Just imagine how conflicting ideologies would play out. Suddenly, all manner of store-management decisions would become politicized. Militant groups (backed by local farmer co-ops) would emerge to demand that stores source all food locally. Vegan groups would hold demonstrations to halt the sale of meat. Nutrition zealots would lobby to ban the sale of salty snacks and soda pop. Instead of exercising the right to “vote with their dollars” and patronizing a grocery store to their liking, people would have to effect change through the political process.

A vast nonprofit superstructure would arise as foundations began funding activist groups to their liking.
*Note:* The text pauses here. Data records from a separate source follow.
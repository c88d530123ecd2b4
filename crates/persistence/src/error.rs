// Copyright (C) 2026 Fred Clausen
// Use of this source code is governed by an MIT-style
// license that can be found in the LICENSE file or at
// https://opensource.org/licenses/MIT.

use admit::RepositoryError;

/// Errors raised by the `SQLite` adapter.
#[derive(Debug, Clone, PartialEq, Eq)]
pub enum PersistenceError {
    /// The database could not be opened.
    ConnectionFailed(String),
    /// The database path is not valid UTF-8.
    InvalidPath(String),
    /// A connection PRAGMA could not be applied.
    ConnectionSetup {
        pragma: &'static str,
        reason: String,
    },
    MigrationFailed(String),
    ForeignKeyEnforcementNotEnabled,
    /// A statement failed, including lock waits that outlasted the busy timeout.
    Query(String),
    /// A row written inside the current transaction could not be read back.
    MissingAfterInsert { table: &'static str, id: i64 },
    /// A stored row could not be turned back into a domain value.
    InvalidData(String),
}

impl std::fmt::Display for PersistenceError {
    fn fmt(&self, f: &mut std::fmt::Formatter<'_>) -> std::fmt::Result {
        match self {
            Self::ConnectionFailed(msg) => write!(f, "Database connection failed: {msg}"),
            Self::InvalidPath(path) => write!(f, "Database path is not valid UTF-8: {path}"),
            Self::ConnectionSetup { pragma, reason } => {
                write!(f, "Failed to apply PRAGMA {pragma}: {reason}")
            }
            Self::MigrationFailed(msg) => write!(f, "Migration failed: {msg}"),
            Self::ForeignKeyEnforcementNotEnabled => {
                write!(f, "Foreign key enforcement is not enabled")
            }
            Self::Query(msg) => write!(f, "Query failed: {msg}"),
            Self::MissingAfterInsert { table, id } => {
                write!(f, "Row {id} of {table} missing after insert")
            }
            Self::InvalidData(msg) => write!(f, "Invalid stored data: {msg}"),
        }
    }
}

impl std::error::Error for PersistenceError {}

impl From<diesel::result::Error> for PersistenceError {
    fn from(err: diesel::result::Error) -> Self {
        Self::Query(err.to_string())
    }
}

impl From<diesel::ConnectionError> for PersistenceError {
    fn from(err: diesel::ConnectionError) -> Self {
        Self::ConnectionFailed(err.to_string())
    }
}

impl From<PersistenceError> for RepositoryError {
    fn from(err: PersistenceError) -> Self {
        match err {
            PersistenceError::InvalidData(msg) => Self::InvalidData(msg),
            other => Self::Storage(other.to_string()),
        }
    }
}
The nonprofits would crank out studies contending that the quality of food and service suffered because local governments weren’t spending enough on grocer wages. Newspapers would publish exposes on aging buildings, broken pipes, leaking roofs, and rat droppings found amongst the lettuces. State government would intervene, setting standards for the proper staffing of checkout clerks and for the square footage of shelf space dedicated to the produce section. 

Editorial writers would decry the manifest injustice that affluent Grocery Districts had enjoyed better quality and service than counterparts in poor districts. The federal government would get involved, sending federal tax dollars to grocery stores in poor neighborhoods. Academics would denounce the white bias in brand selections. Then the ACLU would file lawsuits contending that stores failed to set aside self space for ethnic Latino, African-American, and Asian foods in proportion to the minority groups’ share of the population. 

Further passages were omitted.